Since then, Bharat Biotech has only released media statements claiming that the vaccine’s efficacy is around 78%. Actual published data from the phase 3 clinical trials of the vaccine, which were conducted on over 25,000 participants, is still awaited.
The company expects data on the efficacy and two-month safety of Covaxin to “instantly” reach a preprint server in July after it is submitted to the Central Drugs Standard Control Organization (CDSCO). Peer review of this information is expected to take another 2-4 months, according to Dr Raches Ella, Bharat Biotech’s Covid-19 vaccines project lead.
If I received Covaxin, does that mean I will not be allowed in the US?
If you are not restricted from travelling to the US in the current circumstances, the country requires a negative RT-PCR test for you to be able to board a flight.

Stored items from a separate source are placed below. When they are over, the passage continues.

use std::sync::{
    atomic::{AtomicI32, Ordering},
    Mutex,
};

use async_trait::async_trait;

use crate::{
    domain::{ChatId, MessageId, MessageRef, UserId},
    errors::Error,
    messaging::{
        port::MessagingPort,
        types::{ChatKind, IncomingMessage, QuotedMessage, Sender},
    },
    Result,
};

pub const MOD_CHAT: ChatId = ChatId(-100_777);

#[derive(Clone, Debug, PartialEq, Eq)]
pub enum Call {
    Forward {
        to: ChatId,
        source: MessageRef,
        produced: MessageRef,
    },
    Send {
        to: ChatId,
        text: String,
        reply_to: Option<MessageId>,
        produced: MessageRef,
    },
    Copy {
        to: ChatId,
        source: MessageRef,
        produced: MessageRef,
    },
}

type FailRule = Box<dyn Fn(&Call) -> Option<Error> + Send + Sync>;

/// In-memory transport recording every attempted call.
pub struct FakeTransport {
    next_id: AtomicI32,
    calls: Mutex<Vec<Call>>,
    fail: Option<FailRule>,
}

impl Default for FakeTransport {
    fn default() -> Self {
        Self {
            next_id: AtomicI32::new(100),
            calls: Mutex::new(Vec::new()),
            fail: None,
        }
    }
}

impl FakeTransport {
    /// Fail every call for which `rule` returns an error (the call is still recorded).
    pub fn failing(rule: impl Fn(&Call) -> Option<Error> + Send + Sync + 'static) -> Self {
        Self {
            fail: Some(Box::new(rule)),
            ..Self::default()
        }
    }

    pub fn calls(&self) -> Vec<Call> {
        self.calls.lock().unwrap().clone()
    }

    pub fn texts_to(&self, chat: ChatId) -> Vec<String> {
        self.calls()
            .into_iter()
            .filter_map(|c| match c {
                Call::Send { to, text, .. } if to == chat => Some(text),
                _ => None,
            })
            .collect()
    }

    /// Text of a message previously produced by `send_text`.
    pub fn text_of(&self, msg: MessageRef) -> Option<String> {
        self.calls().into_iter().find_map(|c| match c {
            Call::Send { text, produced, .. } if produced == msg => Some(text),
            _ => None,
        })
    }

    fn record(&self, make: impl FnOnce(MessageRef) -> Call, to: ChatId) -> Result<MessageRef> {
        let produced = MessageRef {
            chat_id: to,
            message_id: MessageId(self.next_id.fetch_add(1, Ordering::SeqCst)),
        };
        let call = make(produced);
        let failure = self.fail.as_ref().and_then(|f| f(&call));
        self.calls.lock().unwrap().push(call);
        match failure {
            Some(e) => Err(e),
            None => Ok(produced),
        }
    }
}

#[async_trait]
impl MessagingPort for FakeTransport {
    async fn forward_message(&self, to: ChatId, source: MessageRef) -> Result<MessageRef> {
        self.record(
            |produced| Call::Forward {
                to,
                source,
                produced,
            },
            to,
        )
    }

    async fn send_text(
        &self,
        to: ChatId,
        text: &str,
        reply_to: Option<MessageId>,
    ) -> Result<MessageRef> {
        self.record(
            |produced| Call::Send {
                to,
                text: text.to_string(),
                reply_to,
                produced,
            },
            to,
        )
    }

    async fn copy_message(&self, to: ChatId, source: MessageRef) -> Result<MessageRef> {
        self.record(
            |produced| Call::Copy {
                to,
                source,
                produced,
            },
            to,
        )
    }
}

pub fn unreachable_error() -> Error {
    Error::Unreachable("Forbidden: bot was blocked by the user".to_string())
}

/// Private text message from user `id` (username `user<id>`).
pub fn private_message(id: i64, text: &str) -> IncomingMessage {
    IncomingMessage {
        chat_id: ChatId(id),
        chat_kind: ChatKind::Private,
        message_id: MessageId(1),
        from: Some(Sender {
            id: UserId(id),
            is_bot: false,
            username: Some(format!("user{id}")),
            first_name: Some("Test".to_string()),
        }),
        text: Some(text.to_string()),
        caption: None,
        reply_to: None,
        forward_from: None,
    }
}

/// Moderator text message in the moderator chat replying to `quoted`.
pub fn moderator_reply(text: &str, quoted: QuotedMessage) -> IncomingMessage {
    IncomingMessage {
        chat_id: MOD_CHAT,
        chat_kind: ChatKind::Supergroup,
        message_id: MessageId(50),
        from: Some(Sender {
            id: UserId(9),
            is_bot: false,
            username: Some("moderator".to_string()),
            first_name: Some("Mod".to_string()),
        }),
        text: Some(text.to_string()),
        caption: None,
        reply_to: Some(quoted),
        forward_from: None,
    }
}
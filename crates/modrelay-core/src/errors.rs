/// Core error type for the relay.
///
/// Adapter crates should map their specific errors into this type so the relay
/// can tell an unreachable recipient apart from a generic transport failure.
#[derive(Debug, thiserror::Error)]
pub enum Error {
    #[error("config error: {0}")]
    Config(String),

    #[error("i/o error: {0}")]
    Io(#[from] std::io::Error),

    #[error("json error: {0}")]
    Json(#[from] serde_json::Error),

    /// The recipient cannot be reached (blocked the bot, deactivated, unknown chat).
    #[error("recipient unreachable: {0}")]
    Unreachable(String),

    #[error("external error: {0}")]
    External(String),
}

impl Error {
    pub fn is_unreachable(&self) -> bool {
        matches!(self, Error::Unreachable(_))
    }
}

pub type Result<T> = std::result::Result<T, Error>;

If you are a student looking to attend a university in the US in the fall, it is unlikely that having received two doses of Covaxin will stop you from being able to enter the country. Several universities have allowed international students to “restart” their immunisation upon arrival in the US with one of the approved vaccines that are available in the country.
The vaccine is still going to be reviewed by the US FDA under a standard approval process that may take time. In the meantime, Bharat Biotech has also submitted an application for an Emergency Use Licence from the World Health Organization, which it expects will come between July and September this year.
It is likely that this would ease any potential restrictions that could arise in the US for those who have been vaccinated with Covaxin.